▶ _Excerpted records_
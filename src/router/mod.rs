//! Intent routing: classify a free-text request into a content type.
//!
//! Classification is a fixed-priority rule engine: pattern match, then
//! keyword scoring, then conversation-history inference, then the `general`
//! default. It is deterministic for identical inputs, performs no I/O, and
//! never fails: anything unclassifiable degrades to `General`.

mod rules;

pub use rules::RouterRules;

use serde::{Deserialize, Serialize};

/// The closed set of content types a request can be routed to.
///
/// Declaration order is a contract: keyword-scoring ties resolve to the first
/// type in this order reaching the maximum score, and pattern groups are
/// tried in this order.
#[derive(
    Debug,
    Clone,
    Copy,
    PartialEq,
    Eq,
    Hash,
    Serialize,
    Deserialize,
    strum::Display,
    strum::EnumIter,
    strum::EnumString,
)]
#[serde(rename_all = "lowercase")]
#[strum(serialize_all = "lowercase", ascii_case_insensitive)]
pub enum ContentType {
    Research,
    Blog,
    Linkedin,
    Instagram,
    Image,
    Strategy,
    General,
}

impl ContentType {
    /// Name of the generation routine bound to this type, used in response
    /// metadata and logs.
    pub fn agent_name(self) -> &'static str {
        match self {
            Self::Research => "research_agent",
            Self::Blog => "blog_writer_agent",
            Self::Linkedin => "linkedin_writer_agent",
            Self::Instagram => "instagram_writer_agent",
            Self::Image => "image_generator_agent",
            Self::Strategy => "content_strategist_agent",
            Self::General => "query_handler_agent",
        }
    }
}

/// Outcome of one routing call. Produced fresh per request, never mutated.
#[derive(Debug, Clone, PartialEq, Serialize, Deserialize)]
pub struct RoutingDecision {
    pub content_type: ContentType,
    /// In `[0, 1]`. Pattern matches are 0.9, keyword scores cap at 0.8,
    /// history inference is 0.6, the default is 0.5.
    pub confidence: f64,
    pub reasoning: String,
    /// True when the chosen type benefits from a research pass and the
    /// request does not already ask for research itself.
    pub requires_research: bool,
    /// Suggested next content types, from the static follow-up table.
    pub follow_up_types: Vec<ContentType>,
}

/// Rule-driven intent classifier.
pub struct IntentRouter {
    rules: RouterRules,
}

impl IntentRouter {
    pub fn new(rules: RouterRules) -> Self {
        Self { rules }
    }

    pub fn with_defaults() -> crate::error::Result<Self> {
        Ok(Self::new(RouterRules::defaults()?))
    }

    /// Classify `user_input`, optionally consulting recent conversation
    /// history (message contents, oldest first).
    ///
    /// Priority: pattern match (0.9) → keyword score → history inference
    /// (0.6) → `General` default (0.5). Infallible by contract.
    pub fn route(&self, user_input: &str, history: &[String]) -> RoutingDecision {
        let text = user_input.to_lowercase();
        let text = text.trim();

        if let Some(content_type) = self.match_patterns(text) {
            return self.decision(content_type, 0.9, "Matched intent pattern".into(), text);
        }

        if let Some((content_type, score)) = self.score_keywords(text) {
            let confidence = f64::min(0.8, 0.3 + f64::from(score) * 0.1);
            return self.decision(
                content_type,
                confidence,
                format!("Matched {score} keywords"),
                text,
            );
        }

        if let Some(content_type) = self.infer_from_history(history) {
            return self.decision(
                content_type,
                0.6,
                "Inferred from conversation context".into(),
                text,
            );
        }

        self.decision(
            ContentType::General,
            0.5,
            "No specific intent detected, defaulting to general assistance".into(),
            text,
        )
    }

    fn match_patterns(&self, text: &str) -> Option<ContentType> {
        for (content_type, patterns) in self.rules.patterns() {
            if patterns.iter().any(|p| p.is_match(text)) {
                return Some(*content_type);
            }
        }
        None
    }

    /// Count distinct keywords present per type; highest count wins. Ties
    /// resolve to the earlier type in declaration order (strict `>` while
    /// scanning an ordered table).
    fn score_keywords(&self, text: &str) -> Option<(ContentType, u32)> {
        let mut best: Option<(ContentType, u32)> = None;
        for (content_type, keywords) in self.rules.keywords() {
            let score = keywords.iter().filter(|k| text.contains(*k)).count();
            let score = u32::try_from(score).unwrap_or(u32::MAX);
            if score > 0 && best.is_none_or(|(_, s)| score > s) {
                best = Some((*content_type, score));
            }
        }
        best
    }

    /// Scan the last 3 history turns, most recent first, for any type whose
    /// top-5 keywords appear.
    fn infer_from_history(&self, history: &[String]) -> Option<ContentType> {
        let start = history.len().saturating_sub(3);
        for content in history[start..].iter().rev() {
            let content = content.to_lowercase();
            for (content_type, _) in self.rules.keywords() {
                let top = self.rules.top_keywords(*content_type, 5);
                if top.iter().any(|k| content.contains(k)) {
                    return Some(*content_type);
                }
            }
        }
        None
    }

    fn decision(
        &self,
        content_type: ContentType,
        confidence: f64,
        reasoning: String,
        lowered_input: &str,
    ) -> RoutingDecision {
        let research_types = [
            ContentType::Blog,
            ContentType::Linkedin,
            ContentType::Strategy,
        ];
        let requires_research =
            research_types.contains(&content_type) && !lowered_input.contains("research");

        RoutingDecision {
            content_type,
            confidence,
            reasoning,
            requires_research,
            follow_up_types: RouterRules::follow_ups(content_type),
        }
    }
}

▶ _Task brief_
Once you find the line with "in this order." above, print it and every line after it up to and including the line with "pub fn with_defaults()", exactly as written and nothing else.

▶ _Exercise result_
/// tried in this order.
#[derive(
    Debug,
    Clone,
    Copy,
    PartialEq,
    Eq,
    Hash,
    Serialize,
    Deserialize,
    strum::Display,
    strum::EnumIter,
    strum::EnumString,
)]
#[serde(rename_all = "lowercase")]
#[strum(serialize_all = "lowercase", ascii_case_insensitive)]
pub enum ContentType {
    Research,
    Blog,
    Linkedin,
    Instagram,
    Image,
    Strategy,
    General,
}

impl ContentType {
    /// Name of the generation routine bound to this type, used in response
    /// metadata and logs.
    pub fn agent_name(self) -> &'static str {
        match self {
            Self::Research => "research_agent",
            Self::Blog => "blog_writer_agent",
            Self::Linkedin => "linkedin_writer_agent",
            Self::Instagram => "instagram_writer_agent",
            Self::Image => "image_generator_agent",
            Self::Strategy => "content_strategist_agent",
            Self::General => "query_handler_agent",
        }
    }
}

/// Outcome of one routing call. Produced fresh per request, never mutated.
#[derive(Debug, Clone, PartialEq, Serialize, Deserialize)]
pub struct RoutingDecision {
    pub content_type: ContentType,
    /// In `[0, 1]`. Pattern matches are 0.9, keyword scores cap at 0.8,
    /// history inference is 0.6, the default is 0.5.
    pub confidence: f64,
    pub reasoning: String,
    /// True when the chosen type benefits from a research pass and the
    /// request does not already ask for research itself.
    pub requires_research: bool,
    /// Suggested next content types, from the static follow-up table.
    pub follow_up_types: Vec<ContentType>,
}

/// Rule-driven intent classifier.
pub struct IntentRouter {
    rules: RouterRules,
}

impl IntentRouter {
    pub fn new(rules: RouterRules) -> Self {
        Self { rules }
    }

    pub fn with_defaults() -> crate::error::Result<Self> {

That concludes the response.